Take A Different Approach To Writing: Eat Dessert First by Amy Rose Capetta
We’ve just leapt headfirst into the season of pie, cake, and holiday cookies. Butter, chocolate, a fine snow-dusting of sugar. And I am here to tell you to do something that you might not excpect.
Eat dessert first.
Those of you who know probably think that I’m a little biased. I was a baker once. Dessert was my business before writing was (or really, at the same time: I took a job that had me up to my elbows in dough by four a.m. so I could be writing in the afternoon.) While I still advocate a good, generous portion of that kind of dessert, right now I’m talking about writing.
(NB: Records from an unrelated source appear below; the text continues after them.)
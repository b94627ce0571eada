//! Overlay/loading region shared by sync recommendations and invocations.

use crate::model::document::DocumentId;
use std::fmt::{Display, Formatter};
use std::time::Instant;

/// Identifies one outstanding bridge request.
#[derive(Debug, Clone, Copy, PartialEq, Eq, Hash, PartialOrd, Ord)]
pub struct RequestToken(u64);

impl RequestToken {
    pub(crate) fn new(value: u64) -> Self {
        Self(value)
    }

    pub fn value(self) -> u64 {
        self.0
    }
}

impl Display for RequestToken {
    fn fmt(&self, f: &mut Formatter<'_>) -> std::fmt::Result {
        write!(f, "req-{}", self.0)
    }
}

/// Agents suggested for a document after a sync.
#[derive(Debug, Clone, PartialEq, Eq)]
pub struct Recommendation {
    pub document_id: DocumentId,
    /// Agent names in the order the service returned them.
    pub agents: Vec<String>,
    pub expires_at: Instant,
}

/// The single process-wide overlay region.
///
/// `Loading` and `Recommending` can never coexist.
#[derive(Debug, Clone, PartialEq, Eq, Default)]
pub enum InteractionRegion {
    #[default]
    Idle,
    /// An invocation is in flight.
    Loading {
        token: RequestToken,
        agent: String,
        document_id: DocumentId,
    },
    /// A recommendation overlay is shown.
    Recommending(Recommendation),
}

impl InteractionRegion {
    pub fn is_idle(&self) -> bool {
        matches!(self, Self::Idle)
    }

    pub fn is_loading(&self) -> bool {
        matches!(self, Self::Loading { .. })
    }

    pub fn recommendation(&self) -> Option<&Recommendation> {
        match self {
            Self::Recommending(recommendation) => Some(recommendation),
            _ => None,
        }
    }
}
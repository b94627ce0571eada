//! Self-expiring toast queue.
//!
//! Pure FIFO: no deduplication, no priority, and a toast's lifetime is fixed
//! when it is pushed.

use crate::id;
use std::time::{Duration, Instant};

/// Origin of a toast.
#[derive(Debug, Clone, Copy, PartialEq, Eq)]
pub enum NotificationKind {
    /// Raised when a content change is sent for sync.
    Sync,
    /// Raised by agent invocation results and failures.
    Agent,
}

/// Severity used for styling.
#[derive(Debug, Clone, Copy, PartialEq, Eq)]
pub enum NotificationLevel {
    Info,
    Error,
}

/// Input for a new toast.
#[derive(Debug, Clone, PartialEq, Eq)]
pub struct NotificationDraft {
    pub title: String,
    pub message: String,
    pub kind: NotificationKind,
    pub level: NotificationLevel,
    /// Secondary text such as a payload preview.
    pub detail: Option<String>,
}

impl NotificationDraft {
    pub fn new(
        title: impl Into<String>,
        message: impl Into<String>,
        kind: NotificationKind,
    ) -> Self {
        Self {
            title: title.into(),
            message: message.into(),
            kind,
            level: NotificationLevel::Info,
            detail: None,
        }
    }

    pub fn with_detail(mut self, detail: impl Into<String>) -> Self {
        self.detail = Some(detail.into());
        self
    }

    pub fn with_level(mut self, level: NotificationLevel) -> Self {
        self.level = level;
        self
    }
}

/// One active toast.
#[derive(Debug, Clone, PartialEq, Eq)]
pub struct Notification {
    pub id: String,
    pub title: String,
    pub message: String,
    pub kind: NotificationKind,
    pub level: NotificationLevel,
    pub detail: Option<String>,
    /// Removal deadline; fixed at push time.
    pub expires_at: Instant,
}

impl Notification {
    pub fn is_expired(&self, now: Instant) -> bool {
        now >= self.expires_at
    }
}

/// Ordered set of active toasts with independent expiry.
#[derive(Debug)]
pub struct NotificationQueue {
    items: Vec<Notification>,
    ttl: Duration,
}

impl NotificationQueue {
    pub fn new(ttl: Duration) -> Self {
        Self {
            items: Vec::new(),
            ttl,
        }
    }

    /// Pushes a plain toast and returns its id.
    pub fn push(
        &mut self,
        title: impl Into<String>,
        message: impl Into<String>,
        kind: NotificationKind,
        now: Instant,
    ) -> String {
        self.push_draft(NotificationDraft::new(title, message, kind), now)
    }

    /// Pushes a toast built from `draft` and returns its id.
    pub fn push_draft(&mut self, draft: NotificationDraft, now: Instant) -> String {
        let id = id::short_id();
        self.items.push(Notification {
            id: id.clone(),
            title: draft.title,
            message: draft.message,
            kind: draft.kind,
            level: draft.level,
            detail: draft.detail,
            expires_at: now + self.ttl,
        });
        id
    }

    /// Drops every toast whose deadline has passed; returns how many.
    pub fn prune(&mut self, now: Instant) -> usize {
        let before = self.items.len();
        self.items.retain(|item| !item.is_expired(now));
        before - self.items.len()
    }

    /// Removes one toast early. Returns whether it was present.
    pub fn dismiss(&mut self, notification_id: &str) -> bool {
        let before = self.items.len();
        self.items.retain(|item| item.id != notification_id);
        before != self.items.len()
    }

    /// Active toasts in insertion order.
    pub fn active(&self) -> &[Notification] {
        &self.items
    }

    pub fn len(&self) -> usize {
        self.items.len()
    }

    pub fn is_empty(&self) -> bool {
        self.items.is_empty()
    }
}

#[cfg(test)]
mod tests {
    use super::{NotificationKind, NotificationQueue};
    use std::time::{Duration, Instant};

    const TTL: Duration = Duration::from_millis(5000);

    #[test]
    fn toast_lives_exactly_its_ttl() {
        let mut queue = NotificationQueue::new(TTL);
        let t0 = Instant::now();
        let id = queue.push("Saved", "ok", NotificationKind::Sync, t0);

        assert_eq!(queue.active()[0].id, id);
        assert_eq!(queue.prune(t0 + Duration::from_millis(4999)), 0);
        assert_eq!(queue.len(), 1);
        assert_eq!(queue.prune(t0 + TTL), 1);
        assert!(queue.is_empty());
    }

    #[test]
    fn toasts_keep_insertion_order_and_expire_independently() {
        let mut queue = NotificationQueue::new(TTL);
        let t0 = Instant::now();
        queue.push("first", "", NotificationKind::Sync, t0);
        queue.push("second", "", NotificationKind::Agent, t0 + Duration::from_millis(2000));
        queue.push("second", "", NotificationKind::Agent, t0 + Duration::from_millis(2000));

        let titles: Vec<&str> = queue.active().iter().map(|n| n.title.as_str()).collect();
        assert_eq!(titles, vec!["first", "second", "second"]);

        queue.prune(t0 + TTL);
        assert_eq!(queue.len(), 2);
        queue.prune(t0 + Duration::from_millis(7000));
        assert!(queue.is_empty());
    }

    #[test]
    fn dismiss_removes_only_the_target() {
        let mut queue = NotificationQueue::new(TTL);
        let t0 = Instant::now();
        let first = queue.push("a", "", NotificationKind::Sync, t0);
        queue.push("b", "", NotificationKind::Sync, t0);

        assert!(queue.dismiss(&first));
        assert!(!queue.dismiss(&first));
        assert_eq!(queue.active()[0].title, "b");
    }
}
//! Full bootstrap of a set by walking its paginated snapshot.

use std::collections::BTreeMap;

use super::{CollectionSync, SetKind};
use crate::api::wire::{PageRequest, PageResponse};
use crate::error::Result;
use crate::model::{ScanReport, SyncDeltaBatch};

/// Turn one page into a batch.
///
/// Every non-removed item is an add. `next_token` is the pagination token
/// while more pages follow, and the set's sync token on the last page.
pub(crate) fn batch_from_page(page: PageResponse) -> SyncDeltaBatch {
    let has_more_pages = !page.next_page_token.is_empty();
    let to_add = page
        .items
        .into_iter()
        .filter(|item| !item.is_removed)
        .map(|item| (item.uri, item.added_at))
        .collect();
    SyncDeltaBatch {
        to_add,
        to_remove: BTreeMap::new(),
        next_token: if has_more_pages {
            page.next_page_token
        } else {
            page.sync_token
        },
        has_more_pages,
    }
}

impl CollectionSync {
    pub(crate) async fn fetch_page(&self, set: &str, pagination_token: &str) -> Result<SyncDeltaBatch> {
        let request = PageRequest {
            username: self.require_username()?.to_string(),
            set: set.to_string(),
            pagination_token: pagination_token.to_string(),
            limit: self.options.page_limit,
        };
        let page = self.apis.collection.paging(request).await?;
        Ok(batch_from_page(page))
    }

    /// Fetch and merge pages until the last one, returning its sync token in
    /// the report. Each page is committed as it arrives; the caller stores
    /// the token once the loop finishes.
    pub(crate) async fn bootstrap(&self, set: &str, kind: SetKind) -> Result<ScanReport> {
        let mut report = ScanReport {
            set: set.to_string(),
            bootstrap: true,
            ..ScanReport::default()
        };
        let mut pagination_token = String::new();

        loop {
            tracing::debug!("Performing page request of {} [pToken = {:?}]", set, pagination_token);
            let batch = self.fetch_page(set, &pagination_token).await?;
            report.pages += 1;

            let changes = match kind {
                SetKind::Collection => {
                    self.merge_collection(&batch.to_add, &batch.to_remove).await?
                }
                SetKind::Pins => self.merge_pins(&batch.to_add, &[]).await?,
            };
            report.upserted += changes.upsert_count();

            if !batch.has_more_pages {
                report.token = batch.next_token;
                break;
            }
            pagination_token = batch.next_token;
        }

        tracing::debug!("Bootstrap of {} finished after {} page(s)", set, report.pages);
        Ok(report)
    }
}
Eating dessert first means that when you approach your new story, or the tricky revision that’s been staring you down, or the next writing session that feels like a slog, you take a different approach. Think of writing as a buffet. There are a lot of tasks to be done, all of them delicious in their own way (okay, maybe copyediting is that weird jello mold that no one wants to touch.) But what is your favorite? What do you love to do, every time? That’s your dessert. Do that first.
It’s different for every writer, and each story can vary, too. But what’s been calling to you? A scene halfway through the book that you can see in vivid detail? A unique setting? Dialogue between two of your characters? Write it. See where it takes you. Let go of a few of the restrictions of page count, and word count, not because they’re unimportant, but because you can be wildly productive when you rush through your story, delighted to get to all of the good stuff, instead of just marching through it, taking it one arbitrary food group at a time.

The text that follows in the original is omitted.